> _GOAL OF THE EXERCISE_
Given the material below, output exactly the lines from the line with "config.circuit.cool_down_ms = 100;" to the line with "assert_eq!(a.state, HealthState::Unavailable);", both ends included, and no other lines.
Segment Start: INFORMATION SHOWN
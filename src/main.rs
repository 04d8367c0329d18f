//! load-router: a load-aware HTTP router.
//!
//! # Architecture Overview
//!
//! ```text
//!     Client Request
//!     ──────────────▶ http server ──▶ forwarder ──▶ selector (least load) ──▶ Backend
//!                         │               │                                     │
//!                         │               └──── outcome reporter ◀──────────────┘
//!                         │                      (load tracker + circuit guard)
//!                         ▼
//!                     registry ◀── admin API / config reload / health monitor
//! ```

use std::path::PathBuf;

use clap::Parser;
use tokio::net::TcpListener;
use tokio::sync::mpsc;

use load_router::config::validation::validate_config;
use load_router::config::watcher::ConfigWatcher;
use load_router::config::{load_config, BackendConfig, ConfigError, RouterConfig};
use load_router::lifecycle::{spawn_signal_handler, Shutdown};
use load_router::observability::{logging, metrics};
use load_router::HttpServer;

#[derive(Parser, Debug)]
#[command(name = "load-router")]
#[command(about = "Routes HTTP requests to the least-loaded backend", long_about = None)]
struct Cli {
    /// TOML configuration file.
    #[arg(short, long)]
    config: Option<PathBuf>,

    /// Listen address, overriding the configuration.
    #[arg(short, long)]
    bind: Option<String>,

    /// Backend as `[id=]url`; repeatable. Replaces configured backends.
    #[arg(long = "backend", value_name = "[ID=]URL")]
    backends: Vec<String>,

    /// Reload the backend set when the configuration file changes.
    #[arg(short, long, requires = "config")]
    watch: bool,
}

fn parse_backend_arg(index: usize, raw: &str) -> BackendConfig {
    match raw.split_once('=') {
        Some((id, address)) => BackendConfig {
            id: id.to_string(),
            address: address.to_string(),
        },
        None => BackendConfig {
            id: format!("backend-{}", index + 1),
            address: raw.to_string(),
        },
    }
}

#[tokio::main]
async fn main() -> Result<(), Box<dyn std::error::Error>> {
    let cli = Cli::parse();

    let mut config = match &cli.config {
        Some(path) => load_config(path)?,
        None => RouterConfig::default(),
    };
    if let Some(bind) = &cli.bind {
        config.listener.bind_address = bind.clone();
    }
    if !cli.backends.is_empty() {
        config.backends = cli
            .backends
            .iter()
            .enumerate()
            .map(|(i, raw)| parse_backend_arg(i, raw))
            .collect();
    }
    validate_config(&config).map_err(ConfigError::Validation)?;

    logging::init_logging(&config.observability.log_level);
    tracing::info!(version = env!("CARGO_PKG_VERSION"), "load-router starting");
    tracing::info!(
        bind_address = %config.listener.bind_address,
        backends = config.backends.len(),
        max_retries = config.retries.max_retries,
        failure_threshold = config.circuit.failure_threshold,
        "Configuration loaded"
    );
    if config.backends.is_empty() {
        tracing::warn!("No backends configured; requests will be rejected until one is added");
    }

    if config.observability.metrics_enabled {
        match config.observability.metrics_address.parse() {
            Ok(addr) => metrics::init_metrics(addr),
            Err(_) => tracing::error!(
                metrics_address = %config.observability.metrics_address,
                "Failed to parse metrics address"
            ),
        }
    }

    let listener = TcpListener::bind(&config.listener.bind_address).await?;
    tracing::info!(address = %listener.local_addr()?, "Listening for connections");

    let shutdown = Shutdown::new();
    spawn_signal_handler(shutdown.clone());

    // The watcher stops when dropped, so it lives until main returns.
    let (_watcher, config_updates) = match (&cli.config, cli.watch) {
        (Some(path), true) => {
            let (watcher, rx) = ConfigWatcher::new(path, &config);
            (Some(watcher.run()?), rx)
        }
        _ => {
            let (_, rx) = mpsc::unbounded_channel();
            (None, rx)
        }
    };

    let server = HttpServer::new(config);
    server.run(listener, config_updates, shutdown.subscribe()).await?;

    tracing::info!("Shutdown complete");
    Ok(())
}

#[cfg(test)]
mod tests {
    use super::*;

    #[test]
    fn test_parse_backend_arg() {
        let named = parse_backend_arg(0, "a=http://127.0.0.1:8081");
        assert_eq!(named.id, "a");
        assert_eq!(named.address, "http://127.0.0.1:8081");

        let anonymous = parse_backend_arg(2, "127.0.0.1:8083");
        assert_eq!(anonymous.id, "backend-3");
        assert_eq!(anonymous.address, "127.0.0.1:8083");
    }

    #[test]
    fn test_cli_flags() {
        let cli = Cli::try_parse_from([
            "load-router",
            "--bind",
            "127.0.0.1:9000",
            "--backend",
            "a=localhost:8081",
            "--backend",
            "localhost:8082",
        ])
        .unwrap();
        assert_eq!(cli.bind.as_deref(), Some("127.0.0.1:9000"));
        assert_eq!(cli.backends.len(), 2);
        assert!(!cli.watch);

        assert!(Cli::try_parse_from(["load-router", "--watch"]).is_err());
    }
}
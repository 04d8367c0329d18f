//! HTTP protocol handling subsystem.
//!
//! # Data Flow
//! ```text
//! TCP connection
//!     → server.rs (Axum setup, middleware, request ID)
//!     → forwarder.rs (select backend, dispatch, retry, report outcome)
//!     → request.rs (rebuild the request for the chosen backend)
//!     → response.rs (pass backend response through, or map router error)
//!     → Send to client
//! ```

pub mod forwarder;
pub mod request;
pub mod response;
pub mod server;

pub use forwarder::Forwarder;
pub use request::X_REQUEST_ID;
pub use response::ErrorBody;
pub use server::{AppState, HttpServer};
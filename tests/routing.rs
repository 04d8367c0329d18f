//! End-to-end routing behavior against in-process mock backends.

use std::time::{Duration, Instant};

use axum::http::{HeaderMap, Method, StatusCode, Uri};
use axum::routing::any;
use axum::Router;
use load_router::http::ErrorBody;
use load_router::load_balancer::HealthState;

mod common;

use common::{client, config_with, dead_address, start_mock_backend, start_programmable_backend, start_router};

#[tokio::test]
async fn test_response_passes_through_unchanged() {
    let app = Router::new().route(
        "/{*path}",
        any(|method: Method, uri: Uri, headers: HeaderMap, body: String| async move {
            let custom = headers
                .get("x-custom")
                .and_then(|v| v.to_str().ok())
                .unwrap_or("")
                .to_string();
            (
                StatusCode::CREATED,
                [("x-backend", "echo".to_string()), ("x-seen-custom", custom)],
                format!("{} {} {}", method, uri, body),
            )
        }),
    );
    let addr = common::spawn_backend(app).await;
    let router = start_router(config_with(&[("echo", addr)])).await;

    let res = client()
        .post(router.url("/orders/42?expand=items"))
        .header("x-custom", "kept")
        .body("payload")
        .send()
        .await
        .unwrap();

    assert_eq!(res.status(), StatusCode::CREATED);
    assert_eq!(res.headers()["x-backend"], "echo");
    assert_eq!(res.headers()["x-seen-custom"], "kept");
    assert!(res.headers().contains_key("x-request-id"));
    assert_eq!(res.text().await.unwrap(), "POST /orders/42?expand=items payload");
}

#[tokio::test]
async fn test_client_request_id_is_forwarded() {
    let app = Router::new().route(
        "/",
        any(|headers: HeaderMap| async move {
            headers
                .get("x-request-id")
                .and_then(|v| v.to_str().ok())
                .unwrap_or("missing")
                .to_string()
        }),
    );
    let addr = common::spawn_backend(app).await;
    let router = start_router(config_with(&[("a", addr)])).await;

    let res = client()
        .get(router.url("/"))
        .header("x-request-id", "req-123")
        .send()
        .await
        .unwrap();

    assert_eq!(res.headers()["x-request-id"], "req-123");
    assert_eq!(res.text().await.unwrap(), "req-123");
}

#[tokio::test]
async fn test_least_loaded_backend_receives_traffic() {
    let a = start_mock_backend(200, "a").await;
    let b = start_mock_backend(200, "b").await;
    let c = start_mock_backend(200, "c").await;
    let router = start_router(config_with(&[("a", a.addr), ("b", b.addr), ("c", c.addr)])).await;

    router.state.tracker.set_load("a", 0.9);
    router.state.tracker.set_load("b", 0.2);
    router.state.tracker.set_load("c", 0.5);

    let client = client();
    for _ in 0..5 {
        let res = client.get(router.url("/")).send().await.unwrap();
        assert_eq!(res.text().await.unwrap(), "b");
    }
    assert_eq!((a.hits(), b.hits(), c.hits()), (0, 5, 0));
}

#[tokio::test]
async fn test_retries_are_bounded() {
    let backends = vec![
        start_mock_backend(503, "down").await,
        start_mock_backend(503, "down").await,
        start_mock_backend(503, "down").await,
        start_mock_backend(503, "down").await,
    ];
    let ids = ["a", "b", "c", "d"];
    let pairs: Vec<_> = ids.iter().zip(&backends).map(|(id, b)| (*id, b.addr)).collect();
    let mut config = config_with(&pairs);
    config.retries.max_retries = 2;
    config.circuit.failure_threshold = 10;
    let router = start_router(config).await;

    let res = client().get(router.url("/")).send().await.unwrap();

    assert_eq!(res.status(), StatusCode::BAD_GATEWAY);
    let body: ErrorBody = res.json().await.unwrap();
    assert_eq!(body.error, "backend_forwarding_failed");
    let total: u32 = backends.iter().map(|b| b.hits()).sum();
    assert_eq!(total, 3);
    assert!(backends.iter().all(|b| b.hits() <= 1));
}

#[tokio::test]
async fn test_empty_pool_fails_fast() {
    let router = start_router(config_with(&[])).await;

    let res = client().get(router.url("/anything")).send().await.unwrap();

    assert_eq!(res.status(), StatusCode::SERVICE_UNAVAILABLE);
    let body: ErrorBody = res.json().await.unwrap();
    assert_eq!(body.error, "all_backends_unavailable");
}

#[tokio::test]
async fn test_tripped_backend_is_not_contacted() {
    let backend = start_mock_backend(503, "down").await;
    let mut config = config_with(&[("a", backend.addr)]);
    config.circuit.failure_threshold = 1;
    config.circuit.cool_down_ms = 60_000;
    let router = start_router(config).await;
    let client = client();

    let first = client.get(router.url("/")).send().await.unwrap();
    assert_eq!(first.status(), StatusCode::BAD_GATEWAY);
    assert_eq!(router.state.registry.get("a").unwrap().state, HealthState::Unavailable);

    let second = client.get(router.url("/")).send().await.unwrap();
    assert_eq!(second.status(), StatusCode::SERVICE_UNAVAILABLE);
    assert_eq!(backend.hits(), 1);
}

#[tokio::test]
async fn test_failover_on_connection_refused() {
    let live = start_mock_backend(200, "live").await;
    let router = start_router(config_with(&[("dead", dead_address()), ("live", live.addr)])).await;
    router.state.tracker.set_load("dead", 0.0);
    router.state.tracker.set_load("live", 0.5);

    let res = client().get(router.url("/")).send().await.unwrap();

    assert_eq!(res.status(), StatusCode::OK);
    assert_eq!(res.text().await.unwrap(), "live");
    let dead = router.state.registry.get("dead").unwrap();
    assert_eq!(dead.consecutive_failures, 1);
    assert!(dead.load > 0.0);
}

#[tokio::test]
async fn test_slow_backend_times_out_and_fails_over() {
    let slow = start_programmable_backend(|_| async {
        tokio::time::sleep(Duration::from_secs(2)).await;
        (200, "slow".to_string())
    })
    .await;
    let fast = start_mock_backend(200, "fast").await;
    let mut config = config_with(&[("slow", slow.addr), ("fast", fast.addr)]);
    config.timeouts.attempt_ms = 200;
    let router = start_router(config).await;
    router.state.tracker.set_load("slow", 0.0);
    router.state.tracker.set_load("fast", 0.5);

    let started = Instant::now();
    let res = client().get(router.url("/")).send().await.unwrap();

    assert_eq!(res.text().await.unwrap(), "fast");
    assert!(started.elapsed() < Duration::from_secs(2));
    assert_eq!(slow.hits(), 1);
}

#[tokio::test]
async fn test_application_errors_pass_through() {
    let backend = start_mock_backend(500, "boom").await;
    let router = start_router(config_with(&[("a", backend.addr)])).await;

    let res = client().get(router.url("/")).send().await.unwrap();

    assert_eq!(res.status(), StatusCode::INTERNAL_SERVER_ERROR);
    assert_eq!(res.text().await.unwrap(), "boom");
    assert_eq!(backend.hits(), 1);
    assert_eq!(router.state.registry.get("a").unwrap().consecutive_failures, 0);
}

#[tokio::test]
async fn test_non_idempotent_requests_not_retried_when_configured() {
    let a = start_mock_backend(503, "down").await;
    let b = start_mock_backend(503, "down").await;
    let mut config = config_with(&[("a", a.addr), ("b", b.addr)]);
    config.retries.idempotent_only = true;
    let router = start_router(config).await;
    let client = client();

    let res = client.post(router.url("/")).body("x").send().await.unwrap();
    assert_eq!(res.status(), StatusCode::BAD_GATEWAY);
    assert_eq!(a.hits() + b.hits(), 1);

    let res = client.get(router.url("/")).send().await.unwrap();
    assert_eq!(res.status(), StatusCode::BAD_GATEWAY);
    assert_eq!(a.hits() + b.hits(), 3);
}

#[tokio::test]
async fn test_circuit_recovers_after_cool_down() {
    let flaky = start_programmable_backend(|n| async move {
        if n < 2 {
            (503, "warming up".to_string())
        } else {
            (200, "ok".to_string())
        }
    })
    .await;
    let mut config = config_with(&[("a", flaky.addr)]);
    config.retries.max_retries = 0;
    config.circuit.failure_threshold = 2;
    config.circuit.cool_down_ms = 300;
    let router = start_router(config).await;
    let client = client();

    for _ in 0..2 {
        let res = client.get(router.url("/")).send().await.unwrap();
        assert_eq!(res.status(), StatusCode::BAD_GATEWAY);
    }
    assert_eq!(router.state.registry.get("a").unwrap().state, HealthState::Unavailable);

    let res = client.get(router.url("/")).send().await.unwrap();
    assert_eq!(res.status(), StatusCode::SERVICE_UNAVAILABLE);
    assert_eq!(flaky.hits(), 2);

    tokio::time::sleep(Duration::from_millis(400)).await;

    let res = client.get(router.url("/")).send().await.unwrap();
    assert_eq!(res.status(), StatusCode::OK);
    let a = router.state.registry.get("a").unwrap();
    assert_eq!(a.state, HealthState::Healthy);
    assert_eq!(a.consecutive_failures, 0);
}

#[tokio::test]
async fn test_oversized_body_rejected() {
    let backend = start_mock_backend(200, "ok").await;
    let mut config = config_with(&[("a", backend.addr)]);
    config.limits.max_body_bytes = 16;
    let router = start_router(config).await;

    let res = client()
        .post(router.url("/"))
        .body(vec![b'x'; 64])
        .send()
        .await
        .unwrap();

    assert_eq!(res.status(), StatusCode::PAYLOAD_TOO_LARGE);
    assert_eq!(backend.hits(), 0);
}

#[tokio::test]
async fn test_backend_set_reload() {
    let a = start_mock_backend(200, "a").await;
    let b = start_mock_backend(200, "b").await;
    let router = start_router(config_with(&[("a", a.addr)])).await;

    router.config_tx.send(config_with(&[("b", b.addr)])).unwrap();
    for _ in 0..50 {
        if router.state.registry.get("b").is_some() {
            break;
        }
        tokio::time::sleep(Duration::from_millis(10)).await;
    }

    let res = client().get(router.url("/")).send().await.unwrap();
    assert_eq!(res.text().await.unwrap(), "b");
    assert!(router.state.registry.get("a").is_none());
    assert_eq!(a.hits(), 0);
}

#[tokio::test]
async fn test_concurrent_requests_all_served() {
    let a = start_mock_backend(200, "a").await;
    let b = start_mock_backend(200, "b").await;
    let router = start_router(config_with(&[("a", a.addr), ("b", b.addr)])).await;
    let url = router.url("/");
    let client = client();

    let tasks: Vec<_> = (0..20)
        .map(|_| {
            let client = client.clone();
            let url = url.clone();
            tokio::spawn(async move {
                let mut ok = 0;
                for _ in 0..10 {
                    let res = client.get(&url).send().await.unwrap();
                    if res.status().is_success() {
                        ok += 1;
                    }
                }
                ok
            })
        })
        .collect();

    let mut served = 0;
    for task in tasks {
        served += task.await.unwrap();
    }
    assert_eq!(served, 200);
    assert_eq!(a.hits() + b.hits(), 200);
    for backend in router.state.registry.snapshot().iter() {
        assert!((0.0..=1.0).contains(&backend.load));
        assert_eq!(backend.state, HealthState::Healthy);
    }
}

#[tokio::test]
async fn test_health_checks_trip_and_recover_backend() {
    let backend = start_programmable_backend(|n| async move {
        if n < 2 {
            (500, "starting".to_string())
        } else {
            (200, "ok".to_string())
        }
    })
    .await;
    let mut config = config_with(&[("a", backend.addr)]);
    config.circuit.failure_threshold = 2;
    config.circuit.cool_down_ms = 100;
    let server = load_router::HttpServer::new(config);
    let monitor = server.health_monitor();
    let registry = server.state().registry.clone();

    monitor.check_all().await;
    monitor.check_all().await;
    let a = registry.get("a").unwrap();
    assert_eq!(a.state, HealthState::Unavailable);
    assert_eq!(a.consecutive_failures, 2);
    assert!(a.load > 0.0);

    monitor.check_all().await;
    assert_eq!(backend.hits(), 2);

    tokio::time::sleep(Duration::from_millis(150)).await;
    monitor.check_all().await;

    let a = registry.get("a").unwrap();
    assert_eq!(backend.hits(), 3);
    assert_eq!(a.state, HealthState::Healthy);
    assert_eq!(a.consecutive_failures, 0);
    assert!(!a.trial_in_flight());
}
Segment End: INFORMATION SHOWN
> _RESULT FOR THIS EXERCISE_
    config.circuit.cool_down_ms = 100;
    let server = load_router::HttpServer::new(config);
    let monitor = server.health_monitor();
    let registry = server.state().registry.clone();

    monitor.check_all().await;
    monitor.check_all().await;
    let a = registry.get("a").unwrap();
    assert_eq!(a.state, HealthState::Unavailable);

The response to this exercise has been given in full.